Exercise input Start Marker

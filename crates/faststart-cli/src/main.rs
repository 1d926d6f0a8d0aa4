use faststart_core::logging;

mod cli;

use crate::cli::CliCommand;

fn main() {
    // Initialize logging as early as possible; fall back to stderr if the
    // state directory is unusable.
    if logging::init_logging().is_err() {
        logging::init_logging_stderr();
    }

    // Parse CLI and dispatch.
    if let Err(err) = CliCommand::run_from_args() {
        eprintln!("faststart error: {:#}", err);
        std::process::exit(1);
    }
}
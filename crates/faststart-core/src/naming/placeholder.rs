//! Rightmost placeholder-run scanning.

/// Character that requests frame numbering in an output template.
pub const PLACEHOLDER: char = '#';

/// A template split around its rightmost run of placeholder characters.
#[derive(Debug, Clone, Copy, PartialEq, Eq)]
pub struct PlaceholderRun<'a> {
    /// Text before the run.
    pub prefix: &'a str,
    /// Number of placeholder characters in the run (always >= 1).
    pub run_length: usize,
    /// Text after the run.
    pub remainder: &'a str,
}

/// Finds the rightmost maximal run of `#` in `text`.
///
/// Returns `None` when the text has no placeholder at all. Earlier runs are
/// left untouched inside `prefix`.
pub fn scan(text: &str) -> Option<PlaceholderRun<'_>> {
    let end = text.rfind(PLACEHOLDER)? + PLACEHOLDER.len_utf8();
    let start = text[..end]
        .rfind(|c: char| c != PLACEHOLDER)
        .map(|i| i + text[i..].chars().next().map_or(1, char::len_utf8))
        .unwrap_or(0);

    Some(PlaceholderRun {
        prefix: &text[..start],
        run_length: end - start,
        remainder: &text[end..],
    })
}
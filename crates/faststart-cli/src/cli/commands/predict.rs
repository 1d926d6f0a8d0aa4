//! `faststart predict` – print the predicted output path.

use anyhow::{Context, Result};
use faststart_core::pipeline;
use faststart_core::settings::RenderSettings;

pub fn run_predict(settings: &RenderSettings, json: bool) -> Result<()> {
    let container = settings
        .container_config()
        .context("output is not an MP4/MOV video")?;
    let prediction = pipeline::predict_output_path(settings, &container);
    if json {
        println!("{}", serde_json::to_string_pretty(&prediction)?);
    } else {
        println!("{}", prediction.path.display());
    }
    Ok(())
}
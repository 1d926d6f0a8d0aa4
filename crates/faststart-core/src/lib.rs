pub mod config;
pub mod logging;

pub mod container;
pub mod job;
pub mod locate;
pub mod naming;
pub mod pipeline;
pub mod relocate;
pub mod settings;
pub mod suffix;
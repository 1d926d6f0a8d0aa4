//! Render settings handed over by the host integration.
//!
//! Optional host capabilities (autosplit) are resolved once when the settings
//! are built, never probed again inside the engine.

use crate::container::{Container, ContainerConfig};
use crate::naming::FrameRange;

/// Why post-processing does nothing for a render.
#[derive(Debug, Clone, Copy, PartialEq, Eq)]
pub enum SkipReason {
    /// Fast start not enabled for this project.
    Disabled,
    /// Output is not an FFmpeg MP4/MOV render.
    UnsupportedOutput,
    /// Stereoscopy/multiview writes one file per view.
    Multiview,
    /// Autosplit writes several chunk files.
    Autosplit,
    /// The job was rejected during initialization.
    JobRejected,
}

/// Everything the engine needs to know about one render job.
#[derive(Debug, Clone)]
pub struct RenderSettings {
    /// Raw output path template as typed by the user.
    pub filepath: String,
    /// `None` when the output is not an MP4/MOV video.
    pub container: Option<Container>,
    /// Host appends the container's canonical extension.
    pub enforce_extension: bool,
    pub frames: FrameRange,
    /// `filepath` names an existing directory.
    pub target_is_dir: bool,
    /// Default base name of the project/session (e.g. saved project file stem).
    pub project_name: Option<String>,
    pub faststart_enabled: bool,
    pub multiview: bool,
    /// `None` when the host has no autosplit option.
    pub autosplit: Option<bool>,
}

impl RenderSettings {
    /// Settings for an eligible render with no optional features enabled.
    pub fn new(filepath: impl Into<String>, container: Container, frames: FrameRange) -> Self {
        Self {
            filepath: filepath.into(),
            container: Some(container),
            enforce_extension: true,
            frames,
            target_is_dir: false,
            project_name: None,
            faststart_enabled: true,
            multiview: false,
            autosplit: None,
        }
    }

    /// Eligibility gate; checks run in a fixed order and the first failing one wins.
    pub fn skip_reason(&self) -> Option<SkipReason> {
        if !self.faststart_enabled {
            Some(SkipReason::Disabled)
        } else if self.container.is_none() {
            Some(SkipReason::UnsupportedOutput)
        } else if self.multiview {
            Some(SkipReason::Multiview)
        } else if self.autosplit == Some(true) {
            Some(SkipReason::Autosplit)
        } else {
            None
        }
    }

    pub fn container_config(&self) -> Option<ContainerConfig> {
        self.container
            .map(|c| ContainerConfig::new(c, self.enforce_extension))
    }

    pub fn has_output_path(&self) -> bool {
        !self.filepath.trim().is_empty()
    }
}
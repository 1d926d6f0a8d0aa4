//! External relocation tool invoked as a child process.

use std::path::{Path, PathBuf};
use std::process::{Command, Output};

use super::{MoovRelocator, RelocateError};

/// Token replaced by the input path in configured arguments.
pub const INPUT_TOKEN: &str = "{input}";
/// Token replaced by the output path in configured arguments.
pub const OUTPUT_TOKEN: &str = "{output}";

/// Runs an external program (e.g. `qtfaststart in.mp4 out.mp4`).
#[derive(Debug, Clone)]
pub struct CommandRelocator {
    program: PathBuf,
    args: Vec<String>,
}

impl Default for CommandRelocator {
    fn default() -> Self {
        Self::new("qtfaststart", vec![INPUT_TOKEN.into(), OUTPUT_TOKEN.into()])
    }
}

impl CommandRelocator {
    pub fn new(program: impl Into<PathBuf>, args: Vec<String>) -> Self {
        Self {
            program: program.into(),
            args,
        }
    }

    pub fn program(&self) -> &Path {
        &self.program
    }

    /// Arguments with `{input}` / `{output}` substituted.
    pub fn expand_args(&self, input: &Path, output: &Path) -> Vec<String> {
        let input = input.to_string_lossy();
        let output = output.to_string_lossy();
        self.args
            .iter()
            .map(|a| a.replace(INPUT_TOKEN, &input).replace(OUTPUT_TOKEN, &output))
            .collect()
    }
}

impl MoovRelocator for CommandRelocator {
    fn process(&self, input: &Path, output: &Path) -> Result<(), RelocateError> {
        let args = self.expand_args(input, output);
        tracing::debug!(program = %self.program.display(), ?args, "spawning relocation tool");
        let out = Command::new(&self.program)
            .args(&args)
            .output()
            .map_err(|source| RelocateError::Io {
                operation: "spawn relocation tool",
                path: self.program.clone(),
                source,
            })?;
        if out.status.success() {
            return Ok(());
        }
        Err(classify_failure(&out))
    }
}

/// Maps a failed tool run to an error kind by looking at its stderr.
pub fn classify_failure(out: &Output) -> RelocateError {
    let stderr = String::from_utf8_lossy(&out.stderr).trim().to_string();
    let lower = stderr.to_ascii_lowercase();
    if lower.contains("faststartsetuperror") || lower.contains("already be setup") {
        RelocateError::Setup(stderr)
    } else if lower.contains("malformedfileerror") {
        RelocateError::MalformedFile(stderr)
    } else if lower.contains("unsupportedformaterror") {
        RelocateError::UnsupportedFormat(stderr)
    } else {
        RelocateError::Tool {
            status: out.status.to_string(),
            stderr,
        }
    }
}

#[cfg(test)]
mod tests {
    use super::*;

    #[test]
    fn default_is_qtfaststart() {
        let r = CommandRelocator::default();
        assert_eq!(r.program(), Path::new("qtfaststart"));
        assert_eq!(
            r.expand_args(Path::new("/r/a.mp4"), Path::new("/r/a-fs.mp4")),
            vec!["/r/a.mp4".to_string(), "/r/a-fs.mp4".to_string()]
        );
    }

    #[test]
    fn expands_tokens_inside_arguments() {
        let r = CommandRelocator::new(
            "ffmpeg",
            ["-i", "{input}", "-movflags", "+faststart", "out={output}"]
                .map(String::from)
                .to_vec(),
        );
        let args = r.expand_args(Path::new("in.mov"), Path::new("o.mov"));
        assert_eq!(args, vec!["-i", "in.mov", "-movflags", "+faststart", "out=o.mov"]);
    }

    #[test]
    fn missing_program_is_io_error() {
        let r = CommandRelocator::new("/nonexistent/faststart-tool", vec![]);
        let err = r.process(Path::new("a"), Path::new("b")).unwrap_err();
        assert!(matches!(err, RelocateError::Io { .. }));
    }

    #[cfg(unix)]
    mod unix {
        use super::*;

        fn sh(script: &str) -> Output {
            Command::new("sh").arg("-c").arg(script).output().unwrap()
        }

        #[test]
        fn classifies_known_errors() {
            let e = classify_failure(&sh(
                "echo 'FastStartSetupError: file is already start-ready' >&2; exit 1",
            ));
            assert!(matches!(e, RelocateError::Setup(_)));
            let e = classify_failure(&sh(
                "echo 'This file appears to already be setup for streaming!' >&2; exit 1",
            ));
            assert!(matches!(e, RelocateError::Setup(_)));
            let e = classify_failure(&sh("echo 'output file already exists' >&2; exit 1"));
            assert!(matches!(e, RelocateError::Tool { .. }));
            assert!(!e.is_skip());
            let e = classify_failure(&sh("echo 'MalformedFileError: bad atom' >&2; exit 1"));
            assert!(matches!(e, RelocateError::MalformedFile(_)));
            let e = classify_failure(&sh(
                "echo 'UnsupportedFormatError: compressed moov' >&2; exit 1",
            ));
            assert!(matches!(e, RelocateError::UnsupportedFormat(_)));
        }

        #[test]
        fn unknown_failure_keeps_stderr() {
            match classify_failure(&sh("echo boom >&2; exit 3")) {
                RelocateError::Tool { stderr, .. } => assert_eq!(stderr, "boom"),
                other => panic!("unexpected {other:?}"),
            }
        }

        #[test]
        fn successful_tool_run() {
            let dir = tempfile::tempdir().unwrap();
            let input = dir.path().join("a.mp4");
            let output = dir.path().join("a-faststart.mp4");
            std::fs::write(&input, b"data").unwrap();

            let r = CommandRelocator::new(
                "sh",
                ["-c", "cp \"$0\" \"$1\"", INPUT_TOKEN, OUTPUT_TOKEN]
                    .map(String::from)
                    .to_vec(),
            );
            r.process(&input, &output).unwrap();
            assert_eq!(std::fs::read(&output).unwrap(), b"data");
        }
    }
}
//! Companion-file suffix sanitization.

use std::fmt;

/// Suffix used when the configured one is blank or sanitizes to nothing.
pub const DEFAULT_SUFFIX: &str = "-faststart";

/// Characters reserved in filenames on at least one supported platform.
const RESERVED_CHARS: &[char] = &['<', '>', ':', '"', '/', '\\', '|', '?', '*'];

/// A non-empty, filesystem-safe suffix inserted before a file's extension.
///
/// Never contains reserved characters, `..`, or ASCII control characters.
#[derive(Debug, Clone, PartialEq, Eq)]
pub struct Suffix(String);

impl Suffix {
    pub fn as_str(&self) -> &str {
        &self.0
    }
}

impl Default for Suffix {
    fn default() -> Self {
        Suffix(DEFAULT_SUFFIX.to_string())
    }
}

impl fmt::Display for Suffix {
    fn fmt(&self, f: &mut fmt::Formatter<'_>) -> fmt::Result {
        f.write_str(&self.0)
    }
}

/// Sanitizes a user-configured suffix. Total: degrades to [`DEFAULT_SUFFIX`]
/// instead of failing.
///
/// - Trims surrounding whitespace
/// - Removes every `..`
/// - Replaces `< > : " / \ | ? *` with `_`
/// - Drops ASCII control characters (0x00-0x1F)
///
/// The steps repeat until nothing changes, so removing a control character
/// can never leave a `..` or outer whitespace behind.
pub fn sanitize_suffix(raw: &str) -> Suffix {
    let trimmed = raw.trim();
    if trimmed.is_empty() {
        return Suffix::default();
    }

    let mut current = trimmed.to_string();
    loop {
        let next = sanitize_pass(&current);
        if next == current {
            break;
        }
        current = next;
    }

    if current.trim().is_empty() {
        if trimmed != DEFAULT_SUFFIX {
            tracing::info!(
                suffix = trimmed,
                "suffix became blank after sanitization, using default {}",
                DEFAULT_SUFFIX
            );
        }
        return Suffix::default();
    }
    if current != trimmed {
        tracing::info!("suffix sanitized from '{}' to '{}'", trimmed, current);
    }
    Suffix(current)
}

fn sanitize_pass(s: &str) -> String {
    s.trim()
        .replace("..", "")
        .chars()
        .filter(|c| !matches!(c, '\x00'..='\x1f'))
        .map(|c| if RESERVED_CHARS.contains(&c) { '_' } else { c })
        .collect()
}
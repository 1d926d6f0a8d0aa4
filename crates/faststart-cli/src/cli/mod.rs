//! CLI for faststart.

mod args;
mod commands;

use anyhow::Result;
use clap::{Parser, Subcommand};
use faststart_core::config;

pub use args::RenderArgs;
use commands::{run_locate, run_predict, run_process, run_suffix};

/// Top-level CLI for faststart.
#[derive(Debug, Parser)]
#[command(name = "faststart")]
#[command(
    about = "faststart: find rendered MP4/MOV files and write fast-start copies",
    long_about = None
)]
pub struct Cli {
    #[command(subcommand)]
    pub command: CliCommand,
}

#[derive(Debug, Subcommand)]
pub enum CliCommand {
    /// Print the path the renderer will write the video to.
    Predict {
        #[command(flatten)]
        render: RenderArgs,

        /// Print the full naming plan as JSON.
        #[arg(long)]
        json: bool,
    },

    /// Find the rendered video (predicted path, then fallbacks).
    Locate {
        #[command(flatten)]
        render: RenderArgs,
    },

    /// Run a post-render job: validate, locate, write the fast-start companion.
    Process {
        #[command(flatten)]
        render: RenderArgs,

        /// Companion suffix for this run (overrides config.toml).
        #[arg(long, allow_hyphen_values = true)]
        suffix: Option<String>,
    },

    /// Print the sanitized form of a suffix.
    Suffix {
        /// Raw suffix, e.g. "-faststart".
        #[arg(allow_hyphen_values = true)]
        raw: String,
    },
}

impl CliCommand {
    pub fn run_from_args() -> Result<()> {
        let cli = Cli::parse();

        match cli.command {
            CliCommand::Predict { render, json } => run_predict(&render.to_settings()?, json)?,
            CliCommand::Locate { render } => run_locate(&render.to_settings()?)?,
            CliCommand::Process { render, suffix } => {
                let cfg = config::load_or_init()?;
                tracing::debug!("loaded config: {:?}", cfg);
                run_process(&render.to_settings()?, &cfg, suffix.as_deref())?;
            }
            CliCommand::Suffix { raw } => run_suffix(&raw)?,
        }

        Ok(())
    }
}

Exercise input End Marker

__Work to be completed__
A single number is the answer: how many lines in the records above contain the word "logging".

__Result for this exercise__
5